Dans le domaine du jeu vidéo, l’essentiel est cependant encore ailleurs : dans la multitude d’idées que cet avènement annoncé de la réalité virtuelle fait naître chez les créateurs (et pas seulement chez les industriels, donc). Si plusieurs gros studios sont de la partie, notamment poussés par Sony (qui met en avant jeux comme Rigs des créateurs de Killzone), c’est l’effervescence que ces nouvelles interfaces crée chez les indés qui donne le plus envie d’y croire.
« Tout est à découvrir ! »
« En tant que game designer, rien n’est plus excitant pour moi que de concevoir de nouveaux types d’interactions. Les possibilité offertes par la VR sont énormes. Tout est à découvrir ! » s’enthousiasme Alexandre Leboucher du studio lyonnais Agharta qui, avec Epic Dragon (sorti il y a déjà deux ans), Shufflepuck Cantina et un nouveau projet encore secret, fait partie des pionniers français en la matière. « J’ai rarement vu une telle ferveur dans le milieu », poursuit le développeur, qui voit la VR comme « une branche du jeu vidéo futur : elle ne remplacera pas les jeux actuel dans le sens strict mais permettra l’émergence de nouveaux types de gameplay. »
On n’y est pas encore. Pour l’heure, la plupart des développeurs voient encore la réalité virtuelle comme une option, un moyen de renforcer l’immersion de certains types de jeux, en particulier sur le créneau de l’aventure spatiale (Elite Dangerous, Star Citizen). Ou, au contraire, comme un moyen d’épater la galerie. L’essentiel, la véritable nouveauté est dans le rapport à l’espace, plus intuitif, plus vrai (jusqu’à une certaine limite). « Si vous voulez regarder un objet de plus près, il vous suffit de vous pencher en avant, ce qui n’est évidemment pas possible autrement », explique ainsi Chris Kesler, concepteur du prometteur jeu d’épouvante Allison Road, au site Gamasutra.
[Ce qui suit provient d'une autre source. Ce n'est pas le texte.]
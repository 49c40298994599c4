//! JSON-over-HTTP backend for the admin API.
//!
//! Endpoints, relative to the configured base URL:
//! - `GET /roles`
//! - `GET /users?skip=N&limit=M[&phone=P]`
//! - `POST /users/{uid}/roles/{rid}` and `DELETE /users/{uid}/roles/{rid}`
//!
//! Ids are added as escaped path segments, so a `/` or `?` inside an id
//! stays part of that segment.
use std::time::Duration;

use reqwest::blocking::{Client, RequestBuilder};
use reqwest::{Method, Url};
use serde::de::DeserializeOwned;

use super::{Page, RoleRecord, ServiceResult, UserRecord, UserService};
use crate::error::ServiceError;
use crate::search::PhoneFilter;

pub struct HttpService {
    client: Client,
    base: Url,
    token: Option<String>,
}

impl HttpService {
    pub fn new(base: &str, token: Option<String>, timeout: Duration) -> ServiceResult<Self> {
        let base = Url::parse(base)
            .map_err(|e| ServiceError::InvalidEndpoint(format!("{base}: {e}")))?;
        if base.cannot_be_a_base() {
            return Err(ServiceError::InvalidEndpoint(format!(
                "{base}: not a base URL"
            )));
        }
        let client = Client::builder()
            .timeout(timeout)
            .user_agent(concat!("user-admin/", env!("CARGO_PKG_VERSION")))
            .build()
            .map_err(|e| ServiceError::Transport(e.to_string()))?;
        Ok(Self {
            client,
            base,
            token: token.filter(|t| !t.is_empty()),
        })
    }

    /// The base URL with `segments` appended, each one escaped.
    fn url(&self, segments: &[&str]) -> ServiceResult<Url> {
        let mut url = self.base.clone();
        url.path_segments_mut()
            .map_err(|()| ServiceError::InvalidEndpoint(self.base.to_string()))?
            .pop_if_empty()
            .extend(segments);
        Ok(url)
    }

    fn request(&self, method: Method, segments: &[&str]) -> ServiceResult<RequestBuilder> {
        let req = self.client.request(method, self.url(segments)?);
        Ok(match &self.token {
            Some(token) => req.bearer_auth(token),
            None => req,
        })
    }

    fn send<T: DeserializeOwned>(&self, req: RequestBuilder) -> ServiceResult<T> {
        let resp = req
            .send()
            .map_err(|e| ServiceError::Transport(e.to_string()))?;
        let status = resp.status();
        tracing::debug!(status = status.as_u16(), url = %resp.url(), "backend response");
        if !status.is_success() {
            let body = resp.text().unwrap_or_default();
            return Err(ServiceError::Status {
                status: status.as_u16(),
                body: body.trim().to_string(),
            });
        }
        resp
            .json::<T>()
            .map_err(|e| ServiceError::Decode(e.to_string()))
    }

    fn role_request(
        &self,
        method: Method,
        user_id: &str,
        role_id: &str,
    ) -> ServiceResult<RequestBuilder> {
        self.request(method, &["users", user_id, "roles", role_id])
    }
}

fn users_query(
    filter: Option<&PhoneFilter>,
    skip: usize,
    limit: usize,
) -> Vec<(&'static str, String)> {
    let mut query = vec![("skip", skip.to_string()), ("limit", limit.to_string())];
    if let Some(f) = filter {
        query.push(("phone", f.phone.clone()));
    }
    query
}

impl UserService for HttpService {
    fn list_roles(&self) -> ServiceResult<Vec<RoleRecord>> {
        self.send(self.request(Method::GET, &["roles"])?)
    }

    fn list_users(
        &self,
        filter: Option<&PhoneFilter>,
        skip: usize,
        limit: usize,
    ) -> ServiceResult<Page> {
        let req = self
            .request(Method::GET, &["users"])?
            .query(&users_query(filter, skip, limit));
        self.send(req)
    }

    fn add_role(&mut self, user_id: &str, role_id: &str) -> ServiceResult<UserRecord> {
        self.send(self.role_request(Method::POST, user_id, role_id)?)
    }

    fn remove_role(&mut self, user_id: &str, role_id: &str) -> ServiceResult<UserRecord> {
        self.send(self.role_request(Method::DELETE, user_id, role_id)?)
    }
}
Extraction radicale du réel
« Tout est à réfléchir en amont. Sinon, tu ne pourras pas avoir une expérience immersive vraiment satisfaisante, surtout au niveau des interfaces et du rythme », renchérit Alexandre Leboucher, qui souligne en particulier la difficulté de mettre en place des systèmes de contrôle convaincants en vue subjective. « Je reste persuadé que c’est possible, mais sous certaines conditions. » Parce que se plonger dans un monde en réalité virtuelle, ce n’est ni comme pratiquer un jeu classique, ni comme évoluer physiquement dans le monde en question. C’est autre chose, qui reste à inventer. L’avenir du jeu en réalité virtuelle se décidera sans doute là : dans ce que les créateurs, artistes et techniciens sauront (et oseront) faire des outils qui s’offrent à eux. Comme toujours, comme pour tout et sans faire abstraction des multiples questions (y compris philosophiques et morales) que pose la VR en permettant une extraction radicale du réel. Laquelle fait envie et un peu peur à la fois – c’est sans doute très bien comme ça.